If it does not leak and there is no inside rust. Just clean out the inside and use it. Nice thing about metal tanks is they don't blow up when the sun is beating on them.
Tim


----------



## santeerangerman (Oct 22, 2014)

earl60446 said:


> If it does not leak and there is no inside rust. Just clean out the inside and use it.* Nice thing about metal tanks is they don't blow up when the sun is beating on them*.
> Tim


 Precisely! Summers here in SC ain't exactly cool either. I've seen the plastic ones swell up so much, you'd swear it was gonna rupture any second...


----------



## Johnny (Nov 1, 2014)

When cleaning any old metal gas tank, I put a few hand fulls of coarse 3/4" gravel
and some water in the tank and shake the heck out of it to break any loose scale or rust from
the inside surface. Not just a couple of baby shakes, I mean shake the fool out of it.
Remove rocks, rinse well, place it in full sun to dry out. Wire brush any outside rusty
areas to make sure the metal is solid.
At night, put a strong light into the tank and check for any pin holes.
Also, if you can pressurize the the tank with water, that is also a good idea.
Anything to detect pinhole leaks. Then, you will feel better about using it in your boat
without the fear of having gas leaks leading to a potential fire hazard.
If you do have some small holes, scuff the area with rough sandpaper and dimple the area with a hammer,
Then, fill the dimple with Fuel Tank Epoxy putty. Sand smooth and paint it.
https://permatex.com/component/virtuemart/adhesives-sealants/permatex-fuel-tank-repair-detail?Itemid=0


and like the others have said, the sun can really put some pressure on a fuel tank !!!!

Jus my dos centavos


----------



## earl60446 (Nov 1, 2014)

Barefoot_Johnny said:


> When cleaning any old metal gas tank, I put a few hand fulls of coarse 3/4" gravel
> and some water in the tank and shake the heck out of it to break any loose scale or rust from
> the inside surface. Not just a couple of baby shakes, I mean shake the fool out of it.
> Remove rocks, rinse well, place it in full sun to dry out. Wire brush any outside rusty
> ...



Why water? Seems like something that won't cause rust would be better.


----------



## turbotodd (Nov 1, 2014)

So no one has mentioned the downside of metal tanks.

They are vented. They had to be, but not vented like today's high quality plastic tanks. I'll get to the vent in a minute.

metal does an excellent job of allowing condensation to form inside the tank. This is especially true if the tank is allowed to sit out in the elements and where temps can change drastically. Like here today, this morning it was 30°, this afternoon's high was 69°. Almost a 40 degree change. As the tank get hot, then cools off, water vapor in the air condenses. 

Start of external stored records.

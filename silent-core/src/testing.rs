//! In-memory sink for asserting on what an executor logged.

use std::sync::{Mutex, MutexGuard, PoisonError};

use serde_json::{Map, Value};

use crate::{LogLevel, LogSink};

#[derive(Debug, Clone, PartialEq)]
pub struct LogRecord {
    pub level: LogLevel,
    pub message: String,
    pub context: Map<String, Value>,
}

/// A [`LogSink`] that keeps every record in memory.
///
/// ```rust
/// use std::sync::Arc;
/// use silent_core::{fault, Fault, SilentTry, testing::MemorySink};
///
/// let sink = Arc::new(MemorySink::new());
/// let value = SilentTry::new()
///     .with_sink(sink.clone())
///     .exec(|_| -> Result<i32, Fault> { Err(fault!("boom")) }, -1);
///
/// assert_eq!(value, -1);
/// assert_eq!(sink.len(), 1);
/// ```
#[derive(Debug, Default)]
pub struct MemorySink {
    records: Mutex<Vec<LogRecord>>,
}

impl MemorySink {
    pub fn new() -> Self {
        Self::default()
    }

    pub fn records(&self) -> Vec<LogRecord> {
        self.lock().clone()
    }

    pub fn messages(&self) -> Vec<String> {
        self.lock().iter().map(|r| r.message.clone()).collect()
    }

    pub fn len(&self) -> usize {
        self.lock().len()
    }

    pub fn is_empty(&self) -> bool {
        self.lock().is_empty()
    }

    pub fn clear(&self) {
        self.lock().clear();
    }

    fn lock(&self) -> MutexGuard<'_, Vec<LogRecord>> {
        self.records.lock().unwrap_or_else(PoisonError::into_inner)
    }
}

impl LogSink for MemorySink {
    fn log(&self, level: LogLevel, message: &str, context: &Map<String, Value>) {
        self.lock().push(LogRecord {
            level,
            message: message.to_string(),
            context: context.clone(),
        });
    }
}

With the vent working both ways (allows air in and air out), condensation occurs faster and more severe. Also, today's fuel pretty much sucks. 40 years ago when metal was the only option, gasoline would not evaporate like it does today. Take a fully vented full tank of fuel and let it sit outside for a few days. I bet you money that some of it will be gone. During the evaporation process, the fuel cools off, which also invites condensation to form in the fuel. You can see this quite well by using a quart mason jar about 3/4 full of fuel, lid removed, and let it sit out for a day or so. Even in a few hours you will see the effects, I tested it a bunch of times at work and on hot humid days, you could watch condensation form on the outside and inside of the jar. In about 2 hours, about 30% of the fuel had evaporated and there was an ounce or two of water (condensation) in the bottom of the jar.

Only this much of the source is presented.